Task description
Only the number is needed: how many lines in the entries below contain the string "filename"?

Supplied data
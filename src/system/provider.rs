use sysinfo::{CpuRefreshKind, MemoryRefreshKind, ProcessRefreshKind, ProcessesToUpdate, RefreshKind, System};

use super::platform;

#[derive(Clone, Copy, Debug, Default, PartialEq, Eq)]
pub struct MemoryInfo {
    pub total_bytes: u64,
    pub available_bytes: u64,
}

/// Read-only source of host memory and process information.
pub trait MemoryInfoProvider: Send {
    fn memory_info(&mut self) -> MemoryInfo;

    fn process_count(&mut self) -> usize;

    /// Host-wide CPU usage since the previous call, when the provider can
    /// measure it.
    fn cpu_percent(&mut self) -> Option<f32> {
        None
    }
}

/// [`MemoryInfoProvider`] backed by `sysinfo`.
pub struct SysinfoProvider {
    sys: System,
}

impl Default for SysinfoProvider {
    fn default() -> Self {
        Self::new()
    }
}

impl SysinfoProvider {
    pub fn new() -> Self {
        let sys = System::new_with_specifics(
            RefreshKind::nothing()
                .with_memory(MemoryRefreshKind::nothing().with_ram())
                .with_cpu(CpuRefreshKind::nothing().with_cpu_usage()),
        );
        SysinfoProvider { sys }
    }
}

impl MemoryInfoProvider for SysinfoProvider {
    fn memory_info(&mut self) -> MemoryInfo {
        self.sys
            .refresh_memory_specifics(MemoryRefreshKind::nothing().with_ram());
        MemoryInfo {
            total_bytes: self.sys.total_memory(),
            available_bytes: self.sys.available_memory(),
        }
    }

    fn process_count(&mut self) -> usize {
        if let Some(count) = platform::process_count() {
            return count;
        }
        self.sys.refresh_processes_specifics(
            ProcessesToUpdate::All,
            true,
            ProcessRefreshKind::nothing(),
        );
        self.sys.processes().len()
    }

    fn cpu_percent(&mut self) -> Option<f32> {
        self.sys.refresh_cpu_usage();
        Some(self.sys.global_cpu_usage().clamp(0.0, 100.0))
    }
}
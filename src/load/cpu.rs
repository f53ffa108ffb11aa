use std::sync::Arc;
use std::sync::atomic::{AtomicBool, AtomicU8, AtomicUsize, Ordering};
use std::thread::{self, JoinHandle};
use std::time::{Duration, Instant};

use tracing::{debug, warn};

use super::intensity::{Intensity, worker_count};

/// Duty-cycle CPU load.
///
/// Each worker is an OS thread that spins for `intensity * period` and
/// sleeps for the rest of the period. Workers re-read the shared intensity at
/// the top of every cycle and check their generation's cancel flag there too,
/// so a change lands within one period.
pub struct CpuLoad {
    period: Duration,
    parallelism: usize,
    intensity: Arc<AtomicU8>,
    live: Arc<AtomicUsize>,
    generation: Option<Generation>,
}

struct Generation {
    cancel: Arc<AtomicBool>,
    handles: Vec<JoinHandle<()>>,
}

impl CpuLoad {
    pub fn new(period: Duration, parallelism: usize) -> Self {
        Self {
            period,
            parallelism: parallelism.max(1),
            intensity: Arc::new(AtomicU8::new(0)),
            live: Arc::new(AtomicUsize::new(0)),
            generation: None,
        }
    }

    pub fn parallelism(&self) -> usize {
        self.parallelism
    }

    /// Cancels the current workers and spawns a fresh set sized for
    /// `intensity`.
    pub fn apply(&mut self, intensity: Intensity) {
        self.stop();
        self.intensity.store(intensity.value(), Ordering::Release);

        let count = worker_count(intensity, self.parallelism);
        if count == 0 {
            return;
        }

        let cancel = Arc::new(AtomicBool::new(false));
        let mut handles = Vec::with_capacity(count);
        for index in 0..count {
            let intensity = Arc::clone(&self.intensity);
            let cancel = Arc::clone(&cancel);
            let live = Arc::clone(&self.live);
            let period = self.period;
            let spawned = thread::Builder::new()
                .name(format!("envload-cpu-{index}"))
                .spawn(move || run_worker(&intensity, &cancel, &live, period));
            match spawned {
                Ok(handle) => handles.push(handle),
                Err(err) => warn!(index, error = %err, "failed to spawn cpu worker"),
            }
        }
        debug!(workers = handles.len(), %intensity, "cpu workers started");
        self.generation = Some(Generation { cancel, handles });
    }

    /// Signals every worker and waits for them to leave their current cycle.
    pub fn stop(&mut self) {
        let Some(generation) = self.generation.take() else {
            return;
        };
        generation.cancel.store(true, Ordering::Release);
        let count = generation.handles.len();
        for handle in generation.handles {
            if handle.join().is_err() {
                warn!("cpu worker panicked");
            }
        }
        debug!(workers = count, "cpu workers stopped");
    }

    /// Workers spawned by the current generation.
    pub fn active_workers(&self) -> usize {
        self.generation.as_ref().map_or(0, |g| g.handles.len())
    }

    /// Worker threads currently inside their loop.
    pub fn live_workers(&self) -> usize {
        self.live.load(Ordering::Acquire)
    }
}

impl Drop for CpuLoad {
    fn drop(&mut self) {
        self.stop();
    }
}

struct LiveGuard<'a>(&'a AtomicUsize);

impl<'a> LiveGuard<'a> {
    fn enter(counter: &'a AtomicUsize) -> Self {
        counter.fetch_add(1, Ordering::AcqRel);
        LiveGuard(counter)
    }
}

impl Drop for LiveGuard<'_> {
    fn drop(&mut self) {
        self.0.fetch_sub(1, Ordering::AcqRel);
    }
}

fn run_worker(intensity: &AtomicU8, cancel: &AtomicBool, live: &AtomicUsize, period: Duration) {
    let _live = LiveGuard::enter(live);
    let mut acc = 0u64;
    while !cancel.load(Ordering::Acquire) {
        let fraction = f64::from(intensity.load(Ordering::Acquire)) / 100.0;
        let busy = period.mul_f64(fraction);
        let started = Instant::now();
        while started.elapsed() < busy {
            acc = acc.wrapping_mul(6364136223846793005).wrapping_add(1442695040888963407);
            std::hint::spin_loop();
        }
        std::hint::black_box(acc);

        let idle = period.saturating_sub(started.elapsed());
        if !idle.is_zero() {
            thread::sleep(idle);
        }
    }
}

Response for this exercise
2